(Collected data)
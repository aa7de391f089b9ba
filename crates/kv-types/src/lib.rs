//! Shared value types for the kv change-tracking engine.
//!
//! Everything persisted by kv is built from the types here: the content
//! [`Fingerprint`] used as a change-detection key, the [`StageEntry`] record
//! that makes up the staging ledger, and the wall-clock timestamp format the
//! ledger has always used.
//!
//! # Key Types
//!
//! - [`Fingerprint`] -- 20-byte content digest, hex-encoded when persisted
//! - [`StageEntry`] -- one `;`-delimited ledger record
//! - [`StageMarker`] -- the persisted status marker field
//! - [`TypeError`] -- parse failures for any of the above

pub mod entry;
pub mod error;
pub mod fingerprint;
pub mod timestamp;

pub use entry::{StageEntry, StageMarker};
pub use error::{TypeError, TypeResult};
pub use fingerprint::Fingerprint;
pub use timestamp::{now_string, TIMESTAMP_FORMAT};
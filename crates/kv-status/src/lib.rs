//! Status engine for the kv change-tracking engine.
//!
//! Classifies every path across the working tree, the staging ledger, and
//! the latest snapshot into a [`StatusReport`]: staged entries with their
//! derived state, modified/untracked changes, and deleted paths. The staged and
//! snapshot maps win over each other in that priority order; a path absent
//! from both is untracked.
//!
//! # Key Types
//!
//! - [`StatusReport`] -- the full classification result
//! - [`StagedFile`] / [`StagedState`] -- ledger entries with derived state
//! - [`ChangedFile`] / [`ChangeKind`] -- modified and untracked paths
//! - [`scan_working_tree`] -- fingerprint map of the working tree

pub mod classify;
pub mod error;
pub mod report;
pub mod scan;

pub use classify::classify;
pub use error::{StatusError, StatusResult};
pub use report::{ChangeKind, ChangedFile, StagedFile, StagedState, StatusReport};
pub use scan::scan_working_tree;
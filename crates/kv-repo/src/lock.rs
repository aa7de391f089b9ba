//! Exclusive repository lock.
//!
//! The ledger is read, rewritten in memory, and saved back; two concurrent
//! mutating invocations would race on it (and on snapshot directory
//! creation). Mutating commands therefore hold an exclusive lock file for
//! their whole run. `status` is read-only and does not lock.

use std::fs::{self, OpenOptions};
use std::io::Write;
use std::path::{Path, PathBuf};

use tracing::{debug, warn};

use crate::error::{RepoError, RepoResult};

/// Guard for the repository lock file. The lock is released on drop.
#[derive(Debug)]
pub struct RepoLock {
    path: PathBuf,
}

impl RepoLock {
    /// Acquire the lock by creating the lock file exclusively.
    ///
    /// Fails with [`RepoError::Locked`] when the file already exists. A
    /// stale lock left behind by a killed process must be removed by the
    /// operator.
    pub fn acquire(path: &Path) -> RepoResult<Self> {
        let mut file = OpenOptions::new()
            .write(true)
            .create_new(true)
            .open(path)
            .map_err(|e| {
                if e.kind() == std::io::ErrorKind::AlreadyExists {
                    RepoError::Locked {
                        lock: path.to_path_buf(),
                    }
                } else {
                    RepoError::Io(e)
                }
            })?;
        let _ = writeln!(file, "{}", std::process::id());
        debug!(lock = %path.display(), "lock acquired");
        Ok(Self {
            path: path.to_path_buf(),
        })
    }
}

impl Drop for RepoLock {
    fn drop(&mut self) {
        if let Err(e) = fs::remove_file(&self.path) {
            warn!(lock = %self.path.display(), error = %e, "failed to release lock");
        }
    }
}

#[cfg(test)]
mod tests {
    use super::*;

    #[test]
    fn acquire_creates_lock_file() {
        let dir = tempfile::tempdir().unwrap();
        let path = dir.path().join("lock");
        let _guard = RepoLock::acquire(&path).unwrap();
        assert!(path.exists());
    }

    #[test]
    fn second_acquire_fails() {
        let dir = tempfile::tempdir().unwrap();
        let path = dir.path().join("lock");
        let _guard = RepoLock::acquire(&path).unwrap();
        assert!(matches!(
            RepoLock::acquire(&path),
            Err(RepoError::Locked { .. })
        ));
    }

    #[test]
    fn drop_releases_the_lock() {
        let dir = tempfile::tempdir().unwrap();
        let path = dir.path().join("lock");
        {
            let _guard = RepoLock::acquire(&path).unwrap();
        }
        assert!(!path.exists());
        let _guard = RepoLock::acquire(&path).unwrap();
    }
}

**What the exercise asks:**
Each line above needs to be written out again exactly.

**Final answer:**
repository aa7de391f089b9ba
filename crates/kv-types/src/lib.rs
//! Shared value types for the kv change-tracking engine.
//!
//! Everything persisted by kv is built from the types here: the content
//! [`Fingerprint`] used as a change-detection key, the [`StageEntry`] record
//! that makes up the staging ledger, and the wall-clock timestamp format the
//! ledger has always used.
//!
//! # Key Types
//!
//! - [`Fingerprint`] -- 20-byte content digest, hex-encoded when persisted
//! - [`StageEntry`] -- one `;`-delimited ledger record
//! - [`StageMarker`] -- the persisted status marker field
//! - [`TypeError`] -- parse failures for any of the above

pub mod entry;
pub mod error;
pub mod fingerprint;
pub mod timestamp;

pub use entry::{StageEntry, StageMarker};
pub use error::{TypeError, TypeResult};
pub use fingerprint::Fingerprint;
pub use timestamp::{now_string, TIMESTAMP_FORMAT};
filename crates/kv-status/src/lib.rs
//! Status engine for the kv change-tracking engine.
//!
//! Classifies every path across the working tree, the staging ledger, and
//! the latest snapshot into a [`StatusReport`]: staged entries with their
//! derived state, modified/untracked changes, and deleted paths. The staged and
//! snapshot maps win over each other in that priority order; a path absent
//! from both is untracked.
//!
//! # Key Types
//!
//! - [`StatusReport`] -- the full classification result
//! - [`StagedFile`] / [`StagedState`] -- ledger entries with derived state
//! - [`ChangedFile`] / [`ChangeKind`] -- modified and untracked paths
//! - [`scan_working_tree`] -- fingerprint map of the working tree

pub mod classify;
pub mod error;
pub mod report;
pub mod scan;

pub use classify::classify;
pub use error::{StatusError, StatusResult};
pub use report::{ChangeKind, ChangedFile, StagedFile, StagedState, StatusReport};
pub use scan::scan_working_tree;
filename crates/kv-repo/src/lock.rs
repository aa7de391f089b9ba
//! Exclusive repository lock.
//!
//! The ledger is read, rewritten in memory, and saved back; two concurrent
//! mutating invocations would race on it (and on snapshot directory
//! creation). Mutating commands therefore hold an exclusive lock file for
//! their whole run. `status` is read-only and does not lock.

use std::fs::{self, OpenOptions};
use std::io::Write;
use std::path::{Path, PathBuf};

use tracing::{debug, warn};

use crate::error::{RepoError, RepoResult};

/// Guard for the repository lock file. The lock is released on drop.
#[derive(Debug)]
pub struct RepoLock {
    path: PathBuf,
}

impl RepoLock {
    /// Acquire the lock by creating the lock file exclusively.
    ///
    /// Fails with [`RepoError::Locked`] when the file already exists. A
    /// stale lock left behind by a killed process must be removed by the
    /// operator.
    pub fn acquire(path: &Path) -> RepoResult<Self> {
        let mut file = OpenOptions::new()
            .write(true)
            .create_new(true)
            .open(path)
            .map_err(|e| {
                if e.kind() == std::io::ErrorKind::AlreadyExists {
                    RepoError::Locked {
                        lock: path.to_path_buf(),
                    }
                } else {
                    RepoError::Io(e)
                }
            })?;
        let _ = writeln!(file, "{}", std::process::id());
        debug!(lock = %path.display(), "lock acquired");
        Ok(Self {
            path: path.to_path_buf(),
        })
    }
}

impl Drop for RepoLock {
    fn drop(&mut self) {
        if let Err(e) = fs::remove_file(&self.path) {
            warn!(lock = %self.path.display(), error = %e, "failed to release lock");
        }
    }
}

#[cfg(test)]
mod tests {
    use super::*;

    #[test]
    fn acquire_creates_lock_file() {
        let dir = tempfile::tempdir().unwrap();
        let path = dir.path().join("lock");
        let _guard = RepoLock::acquire(&path).unwrap();
        assert!(path.exists());
    }

    #[test]
    fn second_acquire_fails() {
        let dir = tempfile::tempdir().unwrap();
        let path = dir.path().join("lock");
        let _guard = RepoLock::acquire(&path).unwrap();
        assert!(matches!(
            RepoLock::acquire(&path),
            Err(RepoError::Locked { .. })
        ));
    }

    #[test]
    fn drop_releases_the_lock() {
        let dir = tempfile::tempdir().unwrap();
        let path = dir.path().join("lock");
        {
            let _guard = RepoLock::acquire(&path).unwrap();
        }
        assert!(!path.exists());
        let _guard = RepoLock::acquire(&path).unwrap();
    }
}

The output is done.